The Intel chip still managed to hold its own in the single-threaded benchmarks in both Cinebench R15 and R20 though, even though R20 still favored the Ryzen 9 3900X overall. It was a good 39 percent faster than the Core i9-9900K in Cinebench R15's multi-threaded benchmark, and a solid 44 percent quicker in R20. Unsurprisingly, the 12-core Ryzen 9 3900X raced ahead to a large lead. The newer Cinebench R20 is even more demanding, featuring increased workload complexity, higher memory use, and the latest rendering engine from Cinema 4D R20. Under the hood, the R20 engine also supports AVX, AVX2, and AVX512 instruction sets and the benchmark now supports up to 256 render threads. We ran both single-core and multi-core benchmarks to evaluate single-threaded performance and multi-threaded scalability here.
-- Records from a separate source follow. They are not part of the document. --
use bigdecimal::BigDecimal;
use chrono::{DateTime, Utc};
use diesel::prelude::*;
use uuid::Uuid;

use crate::domain::cart::CartEntry;
use crate::domain::catalog::{Category, CategoryPatch, Product, ProductPatch};
use crate::domain::user::{ClientAccount, ClientProfile, ProfilePatch};
use crate::schema::{cart_items, categories, products, users};

// ── Catalog ──────────────────────────────────────────────────────────────────

#[derive(Debug, Clone, Queryable, Selectable, Identifiable)]
#[diesel(table_name = products)]
#[diesel(check_for_backend(diesel::pg::Pg))]
pub struct ProductRow {
    pub id: Uuid,
    pub name: String,
    pub description: String,
    pub price: BigDecimal,
    pub stock: i32,
    pub image_url: String,
    pub category_id: Uuid,
    pub created_at: DateTime<Utc>,
    pub updated_at: DateTime<Utc>,
}

#[derive(Debug, Insertable)]
#[diesel(table_name = products)]
pub struct NewProductRow {
    pub id: Uuid,
    pub name: String,
    pub description: String,
    pub price: BigDecimal,
    pub stock: i32,
    pub image_url: String,
    pub category_id: Uuid,
}

#[derive(Debug, AsChangeset)]
#[diesel(table_name = products)]
pub struct ProductChangeset {
    pub name: Option<String>,
    pub description: Option<String>,
    pub price: Option<BigDecimal>,
    pub stock: Option<i32>,
    pub image_url: Option<String>,
    pub category_id: Option<Uuid>,
    pub updated_at: DateTime<Utc>,
}

impl From<ProductRow> for Product {
    fn from(row: ProductRow) -> Self {
        Product {
            id: row.id,
            name: row.name,
            description: row.description,
            price: row.price,
            stock: row.stock,
            image_url: row.image_url,
            category_id: row.category_id,
        }
    }
}

impl From<ProductPatch> for ProductChangeset {
    fn from(patch: ProductPatch) -> Self {
        ProductChangeset {
            name: patch.name,
            description: patch.description,
            price: patch.price,
            stock: patch.stock,
            image_url: patch.image_url,
            category_id: patch.category_id,
            updated_at: Utc::now(),
        }
    }
}

#[derive(Debug, Clone, Queryable, Selectable, Identifiable)]
#[diesel(table_name = categories)]
#[diesel(check_for_backend(diesel::pg::Pg))]
pub struct CategoryRow {
    pub id: Uuid,
    pub name: String,
    pub description: String,
    pub image_url: String,
    pub created_at: DateTime<Utc>,
    pub updated_at: DateTime<Utc>,
}

#[derive(Debug, Insertable)]
#[diesel(table_name = categories)]
pub struct NewCategoryRow {
    pub id: Uuid,
    pub name: String,
    pub description: String,
    pub image_url: String,
}

#[derive(Debug, AsChangeset)]
#[diesel(table_name = categories)]
pub struct CategoryChangeset {
    pub name: Option<String>,
    pub description: Option<String>,
    pub image_url: Option<String>,
    pub updated_at: DateTime<Utc>,
}

impl From<CategoryRow> for Category {
    fn from(row: CategoryRow) -> Self {
        Category {
            id: row.id,
            name: row.name,
            description: row.description,
            image_url: row.image_url,
        }
    }
}

impl From<CategoryPatch> for CategoryChangeset {
    fn from(patch: CategoryPatch) -> Self {
        CategoryChangeset {
            name: patch.name,
            description: patch.description,
            image_url: patch.image_url,
            updated_at: Utc::now(),
        }
    }
}

// ── Cart ─────────────────────────────────────────────────────────────────────

#[derive(Debug, Clone, Queryable, Selectable, Identifiable)]
#[diesel(table_name = cart_items)]
#[diesel(check_for_backend(diesel::pg::Pg))]
pub struct CartItemRow {
    pub id: Uuid,
    pub user_id: Uuid,
    pub product_id: Uuid,
    pub quantity: i32,
    pub created_at: DateTime<Utc>,
    pub updated_at: DateTime<Utc>,
}

#[derive(Debug, Insertable)]
#[diesel(table_name = cart_items)]
pub struct NewCartItemRow {
    pub id: Uuid,
    pub user_id: Uuid,
    pub product_id: Uuid,
    pub quantity: i32,
}

impl From<CartItemRow> for CartEntry {
    fn from(row: CartItemRow) -> Self {
        CartEntry {
            id: row.id,
            user_id: row.user_id,
            product_id: row.product_id,
            quantity: row.quantity,
        }
    }
}

// ── Users ────────────────────────────────────────────────────────────────────

#[derive(Debug, Clone, Queryable, Selectable, Identifiable)]
#[diesel(table_name = users)]
#[diesel(check_for_backend(diesel::pg::Pg))]
pub struct UserRow {
    pub id: Uuid,
    pub name: String,
    pub email: String,
    pub password_hash: String,
    pub address: Option<String>,
    pub city: Option<String>,
    pub phone: Option<String>,
    pub created_at: DateTime<Utc>,
}

#[derive(Debug, Insertable)]
#[diesel(table_name = users)]
pub struct NewUserRow {
    pub id: Uuid,
    pub name: String,
    pub email: String,
    pub password_hash: String,
    pub address: Option<String>,
    pub city: Option<String>,
    pub phone: Option<String>,
}

#[derive(Debug, AsChangeset)]
#[diesel(table_name = users)]
pub struct ProfileChangeset {
    pub name: Option<String>,
    pub address: Option<String>,
    pub city: Option<String>,
    pub phone: Option<String>,
}

impl ProfileChangeset {
    pub fn is_empty(&self) -> bool {
        self.name.is_none() && self.address.is_none() && self.city.is_none() && self.phone.is_none()
    }
}

impl From<ProfilePatch> for ProfileChangeset {
    fn from(patch: ProfilePatch) -> Self {
        ProfileChangeset {
            name: patch.name,
            address: patch.address,
            city: patch.city,
            phone: patch.phone,
        }
    }
}

impl From<UserRow> for ClientAccount {
    fn from(row: UserRow) -> Self {
        ClientAccount {
            profile: ClientProfile {
                id: row.id,
                name: row.name,
                email: row.email,
                address: row.address,
                city: row.city,
                phone: row.phone,
            },
            password_hash: row.password_hash,
        }
    }
}
use std::collections::HashMap;
use std::sync::Arc;

use bigdecimal::BigDecimal;
use thiserror::Error;
use uuid::Uuid;

use crate::domain::cart::{self, CartViewEntry};
use crate::domain::catalog::Product;
use crate::domain::errors::DomainError;
use crate::domain::ports::{CartRepository, ProductRepository};

#[derive(Debug, Clone, Copy, PartialEq, Eq)]
pub enum CartOp {
    Load,
    Add,
    UpdateQuantity,
    Remove,
    Clear,
}

impl CartOp {
    pub fn failure_message(self) -> &'static str {
        match self {
            CartOp::Load => "Could not load the cart",
            CartOp::Add => "Could not add the product to the cart",
            CartOp::UpdateQuantity => "Could not update the quantity",
            CartOp::Remove => "Could not remove the product from the cart",
            CartOp::Clear => "Could not empty the cart",
        }
    }
}

#[derive(Debug, Error)]
#[error("{}: {source}", .op.failure_message())]
pub struct CartError {
    pub op: CartOp,
    #[source]
    pub source: DomainError,
}

/// One user's cart, kept in step with the remote store.
///
/// Every mutation writes first and then reloads the whole view, so after an
/// operation resolves `items` reflects the store. Nothing is applied
/// optimistically. Quantities are refused when they would exceed the
/// product's current stock.
pub struct CartEngine {
    user_id: Uuid,
    carts: Arc<dyn CartRepository>,
    products: Arc<dyn ProductRepository>,
    items: Vec<CartViewEntry>,
    loading: bool,
    error: Option<String>,
}

impl CartEngine {
    pub fn new(
        user_id: Uuid,
        carts: Arc<dyn CartRepository>,
        products: Arc<dyn ProductRepository>,
    ) -> Self {
        Self {
            user_id,
            carts,
            products,
            items: Vec::new(),
            loading: false,
            error: None,
        }
    }

    /// Build an engine and load its current contents.
    pub async fn open(
        user_id: Uuid,
        carts: Arc<dyn CartRepository>,
        products: Arc<dyn ProductRepository>,
    ) -> Result<Self, CartError> {
        let mut engine = Self::new(user_id, carts, products);
        engine.reload().await?;
        Ok(engine)
    }

    pub fn user_id(&self) -> Uuid {
        self.user_id
    }

    pub fn items(&self) -> &[CartViewEntry] {
        &self.items
    }

    pub fn is_loading(&self) -> bool {
        self.loading
    }

    pub fn error(&self) -> Option<&str> {
        self.error.as_deref()
    }

    pub fn find(&self, entry_id: Uuid) -> Option<&CartViewEntry> {
        self.items.iter().find(|item| item.entry.id == entry_id)
    }

    pub fn total(&self) -> BigDecimal {
        cart::total(&self.items)
    }

    pub fn item_count(&self) -> i64 {
        cart::item_count(&self.items)
    }

    pub async fn reload(&mut self) -> Result<(), CartError> {
        self.loading = true;
        self.error = None;
        let result = self.fetch().await;
        self.loading = false;
        match result {
            Ok(items) => {
                self.items = items;
                Ok(())
            }
            Err(e) => self.fail(CartOp::Load, e),
        }
    }

    // One query for the entries, one batched query for their products.
    async fn fetch(&self) -> Result<Vec<CartViewEntry>, DomainError> {
        let entries = self.carts.list_for_user(self.user_id).await?;
        let ids: Vec<Uuid> = entries.iter().map(|e| e.product_id).collect();
        let products: HashMap<Uuid, Product> = self
            .products
            .find_many(&ids)
            .await?
            .into_iter()
            .map(|p| (p.id, p))
            .collect();

        Ok(entries
            .into_iter()
            .filter_map(|entry| {
                let product = products.get(&entry.product_id)?.clone();
                Some(CartViewEntry { entry, product })
            })
            .collect())
    }

    fn fail<T>(&mut self, op: CartOp, source: DomainError) -> Result<T, CartError> {
        log::warn!("cart {} {:?} failed: {}", self.user_id, op, source);
        self.error = Some(op.failure_message().to_string());
        Err(CartError { op, source })
    }

    pub async fn add(&mut self, product_id: Uuid, quantity: i32) -> Result<(), CartError> {
        match self.write_add(product_id, quantity).await {
            Ok(()) => self.reload().await,
            Err(e) => self.fail(CartOp::Add, e),
        }
    }

    async fn write_add(&self, product_id: Uuid, quantity: i32) -> Result<(), DomainError> {
        if quantity < 1 {
            return Err(DomainError::ValidationFailed(
                "quantity to add must be at least 1".into(),
            ));
        }
        let product = self
            .products
            .find_by_id(product_id)
            .await?
            .ok_or_else(|| DomainError::NotFound(format!("product {product_id}")))?;
        let current = self
            .carts
            .find_for_product(self.user_id, product_id)
            .await?
            .map_or(0, |e| e.quantity);
        let requested = current.checked_add(quantity).ok_or_else(|| {
            DomainError::Conflict(format!(
                "only {} of '{}' in stock, quantity out of range",
                product.stock, product.name
            ))
        })?;
        ensure_in_stock(&product, requested)?;

        let entry = self.carts.add(self.user_id, product_id, quantity).await?;
        log::debug!(
            "cart {}: product {} now at quantity {}",
            self.user_id,
            product_id,
            entry.quantity
        );
        Ok(())
    }

    /// Overwrite an entry's quantity. Zero or less removes the entry.
    pub async fn update_quantity(&mut self, entry_id: Uuid, quantity: i32) -> Result<(), CartError> {
        if quantity <= 0 {
            return self.remove(entry_id).await;
        }
        match self.write_quantity(entry_id, quantity).await {
            Ok(()) => self.reload().await,
            Err(e) => self.fail(CartOp::UpdateQuantity, e),
        }
    }

    async fn write_quantity(&self, entry_id: Uuid, quantity: i32) -> Result<(), DomainError> {
        let entry = self
            .carts
            .find_by_id(entry_id)
            .await?
            .filter(|e| e.user_id == self.user_id)
            .ok_or_else(|| DomainError::NotFound(format!("cart entry {entry_id}")))?;
        let product = self
            .products
            .find_by_id(entry.product_id)
            .await?
            .ok_or_else(|| DomainError::NotFound(format!("product {}", entry.product_id)))?;
        ensure_in_stock(&product, quantity)?;

        self.carts.set_quantity(entry_id, quantity).await?;
        log::debug!("cart {}: entry {} set to {}", self.user_id, entry_id, quantity);
        Ok(())
    }

    pub async fn remove(&mut self, entry_id: Uuid) -> Result<(), CartError> {
        match self.write_remove(entry_id).await {
            Ok(()) => self.reload().await,
            Err(e) => self.fail(CartOp::Remove, e),
        }
    }

    async fn write_remove(&self, entry_id: Uuid) -> Result<(), DomainError> {
        if let Some(entry) = self.carts.find_by_id(entry_id).await? {
            if entry.user_id != self.user_id {
                return Err(DomainError::NotFound(format!("cart entry {entry_id}")));
            }
            self.carts.remove(entry_id).await?;
            log::debug!("cart {}: entry {} removed", self.user_id, entry_id);
        }
        Ok(())
    }

    /// Delete every entry of this user. The outcome is known, so the view is
    /// emptied without a reload.
    pub async fn clear(&mut self) -> Result<(), CartError> {
        if let Err(e) = self.carts.clear_for_user(self.user_id).await {
            return self.fail(CartOp::Clear, e);
        }
        log::debug!("cart {} cleared", self.user_id);
        self.items.clear();
        self.error = None;
        Ok(())
    }
}

fn ensure_in_stock(product: &Product, requested: i32) -> Result<(), DomainError> {
    if requested > product.stock {
        return Err(DomainError::Conflict(format!(
            "only {} of '{}' in stock, {} requested",
            product.stock, product.name, requested
        )));
    }
    Ok(())
}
The Intel Core i9-9900K still had a slight lead in these workloads, so it seems like the tasks here still prefer higher boost clocks.Ĭinebench R15 is a better indicator of multi-threaded performance because of its ability to utilize up to 256 threads to evaluate a processor’s performance in a photorealistic 3D rendering. Select viewsets have also been updated with new models and fresh application traces. The new SPECviewperf 13.0 incorporates new models and raycasting for volume visualization.

SPECviewperf actually runs a total of eight different viewsets, but we’ve picked the four which have the greatest performance variation across CPUs display here. Each individual workload, called a viewset, represents graphics and content from an actual real-world application.
#I9 9900k cinebench r20 professional
SPECviewperf is used to assess the 3D graphics performance of systems in professional applications. That said, the Ryzen 9 chip's lead seemed to come mostly from the Digital Content Creation workload, where it beat out both octa-core chips. The higher 5.0GHz turbo boost clock of the Core i9-9900K also didn't seem to help it against the Ryzen 7 3700X, and both turned out really similar overall scores. It looks like the extra cores on the 12-core Ryzen 9 3900X helped it out slightly here, it was still a mere 2 percent ahead of the 8-core CPUs. In addition, existing workloads have been updated to reflect modern usage. Compared to PCMark 8, it also adds in new test metrics, such as app startup times, which quantifies how long it takes to launch a variety of real-world apps, and a rendering and visualization workload to simulate professional graphics and engineering applications. PCMark 10 Extended assesses the performance of systems in a variety of workloads, including basic computing tasks, productivity applications, digital content creation, and gaming.